Collected data:
== Segment start ==
impl<E: Endpoint> Paginator<E> {
    pub fn new(endpoint: E, params: Params) -> Self {
        Self { endpoint, params }
    }

    pub fn params(&self) -> &Params {
        &self.params
    }

    /// Traverses the endpoint.
    ///
    /// `limit` caps the number of yielded items. With `silence_limit`, a
    /// rate-limit error ends the traversal quietly instead of being yielded.
    pub fn run(&self, limit: Option<usize>, silence_limit: bool) -> Items<'_> {
        let endpoint = &self.endpoint;
        let fetch = move |params: &Params| endpoint.fetch(params);
        let params = self.params.clone();
        if silence_limit {
            compose(ignore_limit(fetch), limit, params)
        } else {
            compose(fetch, limit, params)
        }
    }

    /// Traverses every item without a limit.
    pub fn iter(&self) -> Items<'_> {
        self.run(None, false)
    }
}

impl<'a, E: Endpoint> IntoIterator for &'a Paginator<E> {
    type Item = Result<Value, ClientError>;
    type IntoIter = Items<'a>;

    fn into_iter(self) -> Self::IntoIter {
        self.iter()
    }
}

fn compose<'a, E>(endpoint: E, limit: Option<usize>, params: Params) -> Items<'a>
where
    E: Endpoint + Clone + 'a,
{
    let source = use_cursor(endpoint);
    match limit {
        Some(limit) => limit_amount(source, limit).items(params),
        None => source.items(params),
    }
}

#[cfg(test)]
mod tests {
    use std::cell::Cell;

    use serde_json::{Value, json};

    use super::{Endpoint, ItemSource, Paginator, ignore_limit, limit_amount, use_cursor};
    use crate::request::tests::ScriptedConnector;
    use crate::{ClientError, Cursor, DisqusApi, Interface, Page, ParamValue, Params};

    fn page(items: &[i64], cursor: Option<Cursor>) -> Page {
        Page::new(items.iter().copied().map(Value::from).collect(), cursor)
    }

    fn rate_limited() -> ClientError {
        ClientError::from_api_code(14, json!("error"))
    }

    fn collect(items: super::Items<'_>) -> Result<Vec<Value>, ClientError> {
        items.collect()
    }

    fn two_pages(params: &Params) -> Result<Page, ClientError> {
        match params.get("cursor") {
            None => Ok(page(&[1, 2], Some(Cursor::new(true, 3)))),
            Some(ParamValue::Single(cursor)) => {
                let cursor: i64 = cursor.parse().expect("numeric cursor");
                Ok(page(&[cursor], None))
            }
            Some(other) => panic!("unexpected cursor {other:?}"),
        }
    }

    fn limited_after_first_page(params: &Params) -> Result<Page, ClientError> {
        if params.contains_key("cursor") {
            Err(rate_limited())
        } else {
            Ok(page(&[1, 2], Some(Cursor::new(true, 3))))
        }
    }

    #[test]
    fn ignore_limit_passes_success_through() {
        let endpoint = |_: &Params| Ok::<_, ClientError>(page(&[1], None));
        assert_eq!(
            ignore_limit(endpoint).fetch(&Params::new()).expect("success"),
            page(&[1], None)
        );
    }

    #[test]
    fn ignore_limit_turns_rate_limit_into_empty_page() {
        let endpoint = |_: &Params| -> Result<Page, ClientError> { Err(rate_limited()) };
        assert_eq!(
            ignore_limit(endpoint).fetch(&Params::new()).expect("suppressed"),
            Page::default()
        );
    }

    #[test]
    fn ignore_limit_propagates_other_errors() {
        let endpoint = |_: &Params| -> Result<Page, ClientError> {
            Err(ClientError::from_api_code(18, json!("bad token")))
        };
        let error = ignore_limit(endpoint)
            .fetch(&Params::new())
            .expect_err("not a rate limit");
        assert!(matches!(error, ClientError::InvalidAccessToken { .. }));
    }

    #[test]
    fn use_cursor_single_page() {
        let endpoint = |_: &Params| Ok::<_, ClientError>(page(&[1, 2], None));
        let items = collect(use_cursor(endpoint).items(Params::new())).expect("success");
        assert_eq!(items, vec![json!(1), json!(2)]);
    }

    #[test]
    fn use_cursor_follows_more_flag() {
        let items = collect(use_cursor(two_pages).items(Params::new())).expect("success");
        assert_eq!(items, vec![json!(1), json!(2), json!(3)]);
    }

    #[test]
    fn use_cursor_stops_when_more_is_false() {
        let calls = Cell::new(0);
        let endpoint = |_: &Params| {
            calls.set(calls.get() + 1);
            Ok::<_, ClientError>(page(&[1], Some(Cursor::new(false, "next"))))
        };
        let items = collect(use_cursor(endpoint).items(Params::new())).expect("success");
        assert_eq!(items, vec![json!(1)]);
        assert_eq!(calls.get(), 1);
    }

    #[test]
    fn use_cursor_yields_error_once_and_stops() {
        let mut items = use_cursor(limited_after_first_page).items(Params::new());
        assert_eq!(items.next().map(Result::ok), Some(Some(json!(1))));
        assert_eq!(items.next().map(Result::ok), Some(Some(json!(2))));
        assert!(matches!(items.next(), Some(Err(ClientError::RateLimit { .. }))));
        assert!(items.next().is_none());
    }

    #[test]
    fn use_cursor_is_lazy() {
        let calls = Cell::new(0);
        let endpoint = |_: &Params| {
            calls.set(calls.get() + 1);
            Ok::<_, ClientError>(page(&[1], None))
        };
        let source = use_cursor(endpoint);
        let items = source.items(Params::new());
        assert_eq!(calls.get(), 0);
        drop(items);
    }

    #[test]
    fn limit_amount_truncates() {
        let hundred = |_: Params| (0..100).map(|n| Ok::<Value, ClientError>(Value::from(n)));
        let items = collect(limit_amount(hundred, 10).items(Params::new())).expect("success");
        assert_eq!(items, (0..10).map(Value::from).collect::<Vec<_>>());
    }

    #[test]
    fn limit_amount_larger_than_source() {
        let two = |_: Params| (0..2).map(|n| Ok::<Value, ClientError>(Value::from(n)));
        let items = collect(limit_amount(two, 10).items(Params::new())).expect("success");
        assert_eq!(items, vec![json!(0), json!(1)]);
    }

    #[test]
    fn limit_amount_does_not_fetch_past_limit() {
        let calls = Cell::new(0);
        let endpoint = |params: &Params| {
            calls.set(calls.get() + 1);
            two_pages(params)
        };
        let items = collect(limit_amount(use_cursor(endpoint), 2).items(Params::new()))
            .expect("success");
        assert_eq!(items, vec![json!(1), json!(2)]);
        assert_eq!(calls.get(), 1);
    }

    #[test]
    fn paginator_iterates_everything() {
        let endpoint = |_: &Params| Ok::<_, ClientError>(page(&[1, 2], None));
        let paginator = Paginator::new(endpoint, Params::new());
        let items: Result<Vec<Value>, ClientError> = (&paginator).into_iter().collect();
        assert_eq!(items.expect("success"), vec![json!(1), json!(2)]);
    }

    #[test]
    fn paginator_limit() {
        let endpoint = |_: &Params| Ok::<_, ClientError>(page(&[1, 2, 3, 4], None));
        let paginator = Paginator::new(endpoint, Params::new());
        let items = collect(paginator.run(Some(2), false)).expect("success");
        assert_eq!(items, vec![json!(1), json!(2)]);
    }

    #[test]
    fn paginator_silence_limit() {
        let paginator = Paginator::new(limited_after_first_page, Params::new());
        let items = collect(paginator.run(None, true)).expect("rate limit is silenced");
        assert_eq!(items, vec![json!(1), json!(2)]);
    }

    #[test]
    fn paginator_without_silence_surfaces_rate_limit() {
        let paginator = Paginator::new(limited_after_first_page, Params::new());
        let error = collect(paginator.run(None, false)).expect_err("rate limit surfaces");
        assert!(error.is_rate_limit());
    }

    #[test]
    fn paginator_restarts_from_first_page() {
        let paginator = Paginator::new(two_pages, Params::new().with("forum", "disqus"));
        let first = collect(paginator.iter()).expect("success");
        let second = collect(paginator.iter()).expect("success");
        assert_eq!(first, second);
        assert!(!paginator.params().contains_key("cursor"));
    }

    #[test]
    fn paginator_over_resource_sends_cursor() {
        let connector = ScriptedConnector::default()
            .reply(
                200,
                r#"{"response": ["a", "b"], "cursor": {"more": true, "id": "1:0:0"}}"#,
            )
            .reply(
                200,
                r#"{"response": ["c"], "cursor": {"more": false, "id": null}}"#,
            );
        let interface = Interface::from_value(&json!({
            "trends": {"listThreads": {"required": ["forum"], "method": "GET"}}
        }))
        .expect("valid interface");
        let api = DisqusApi::new(interface).with_connector(connector.clone());
        let paginator = Paginator::new(
            api.resource("trends/listThreads"),
            Params::new().with("forum", "disqus"),
        );

        let items = collect(paginator.iter()).expect("success");

        assert_eq!(items, vec![json!("a"), json!("b"), json!("c")]);
        let paths: Vec<String> = connector.requests().into_iter().map(|r| r.path).collect();
        assert_eq!(
            paths,
            vec![
                "/api/3.0/trends/listThreads.json?forum=disqus".to_owned(),
                "/api/3.0/trends/listThreads.json?forum=disqus&cursor=1%3A0%3A0".to_owned(),
            ]
        );
    }

    #[test]
    fn resource_endpoint_rejects_scalar_responses() {
        let connector = ScriptedConnector::default().reply(200, r#"{"response": 1}"#);
        let api = DisqusApi::new(Interface::new()).with_connector(connector);
        let error = api
            .resource("forums/details")
            .fetch(&Params::new().with("method", "GET"))
            .expect_err("scalar response");
        assert!(matches!(error, ClientError::UnexpectedResponse(_)));
    }
}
== Segment end ==
§ **Work instructions**:
Pull every line that holds the string "type" out of the records.

§ **Result**:
    type Item = Result<Value, ClientError>;
    type IntoIter = Items<'a>;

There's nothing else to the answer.